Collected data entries
....................

//! leveldata.xml: heightmap metrics, vegetation and surface materials

use super::{PlacementError, format_err, sanitize_path};
use crate::xml::XmlNode;
use aion_cgf::MaterialTable;

#[derive(Debug, Clone, Default, PartialEq)]
pub struct LevelData {
    pub heightmap_x: u32,
    pub heightmap_y: u32,
    pub unit_size: u32,
    /// Vegetation meshes indexed by objects.lst records
    pub vegetation: Vec<String>,
    /// Terrain surface material names indexed by the h32 surface byte
    pub surface_materials: Vec<String>,
}

impl LevelData {
    /// World extent covered by the heightmap
    pub fn map_size(&self) -> (f32, f32) {
        (
            self.heightmap_x as f32 * self.unit_size as f32,
            self.heightmap_y as f32 * self.unit_size as f32,
        )
    }

    /// Material id per surface index
    ///
    /// Only intention materials are kept unless `all` is set; everything else
    /// (and unknown names) becomes 0.
    pub fn terrain_materials(&self, table: &MaterialTable, all: bool) -> Vec<u8> {
        self.surface_materials
            .iter()
            .map(|name| {
                let id = table.id_of(name);
                if all || table.is_intention(id) {
                    u8::try_from(id).unwrap_or(0)
                } else {
                    0
                }
            })
            .collect()
    }
}

/// Read level data from its document root
pub fn decode_level_data(root: &XmlNode) -> Result<LevelData, PlacementError> {
    let info = if root.name == "LevelInfo" {
        root
    } else {
        root.child("LevelInfo")
            .ok_or_else(|| format_err("leveldata has no LevelInfo"))?
    };

    let heightmap_x = dimension(info, "HeightmapXSize")?;
    let heightmap_y = dimension(info, "HeightmapYSize")?;
    let unit_size = dimension(info, "HeightmapUnitSize")?;

    let vegetation = root
        .child("Vegetation")
        .map(|v| {
            v.children_named("Object")
                .map(|o| sanitize_path(o.attr("FileName").unwrap_or("")))
                .collect()
        })
        .unwrap_or_default();

    let surface_materials = root
        .child("SurfaceTypes")
        .map(|s| {
            s.children
                .iter()
                .map(|t| t.attr("Material").unwrap_or("").trim().to_string())
                .collect()
        })
        .unwrap_or_default();

    Ok(LevelData {
        heightmap_x,
        heightmap_y,
        unit_size,
        vegetation,
        surface_materials,
    })
}

fn dimension(info: &XmlNode, name: &str) -> Result<u32, PlacementError> {
    let raw = info
        .attr(name)
        .ok_or_else(|| format_err(format!("LevelInfo is missing {name}")))?;
    raw.trim()
        .parse()
        .map_err(|_| format_err(format!("LevelInfo {name} is not a size: {raw:?}")))
}

#[cfg(test)]
mod tests {
    use super::*;
    use crate::xml;

    const LEVEL_DATA: &str = r#"<LevelData>
  <LevelInfo HeightmapXSize="1024" HeightmapYSize="512" HeightmapUnitSize="2"/>
  <SurfaceTypes>
    <SurfaceType Name="grass" Material="mat_grass"/>
    <SurfaceType Name="lava" Material=" mat_lava "/>
    <SurfaceType Name="unknown" Material="does_not_exist"/>
  </SurfaceTypes>
  <Vegetation>
    <Object FileName="Levels\Common\Tree_A.cgf"/>
    <Object FileName="levels/common/bush.cgf."/>
  </Vegetation>
</LevelData>"#;

    #[test]
    fn test_decode_level_data() {
        let level = decode_level_data(&xml::parse(LEVEL_DATA.as_bytes()).unwrap()).unwrap();

        assert_eq!(level.heightmap_x, 1024);
        assert_eq!(level.heightmap_y, 512);
        assert_eq!(level.map_size(), (2048.0, 1024.0));
        assert_eq!(level.vegetation, ["levels/common/tree_a.cgf", "levels/common/bush.cgf"]);
        assert_eq!(level.surface_materials, ["mat_grass", "mat_lava", "does_not_exist"]);
    }

    #[test]
    fn test_terrain_materials() {
        let level = decode_level_data(&xml::parse(LEVEL_DATA.as_bytes()).unwrap()).unwrap();
        let table = MaterialTable::new(
            [("mat_grass".to_string(), 3), ("mat_lava".to_string(), 11)],
            [11],
        );

        assert_eq!(level.terrain_materials(&table, false), [0, 11, 0]);
        assert_eq!(level.terrain_materials(&table, true), [3, 11, 0]);
    }

    #[test]
    fn test_missing_level_info() {
        let root = xml::parse(b"<LevelData/>").unwrap();
        assert!(matches!(decode_level_data(&root), Err(PlacementError::Format(_))));
    }
}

....................

Exactly the lines above from the one with "u8::try_from(id).unwrap_or(0)" to the one with "let info = if", both included, are to be quoted; leave the rest out.

                    u8::try_from(id).unwrap_or(0)
                } else {
                    0
                }
            })
            .collect()
    }
}

/// Read level data from its document root
pub fn decode_level_data(root: &XmlNode) -> Result<LevelData, PlacementError> {
    let info = if root.name == "LevelInfo" {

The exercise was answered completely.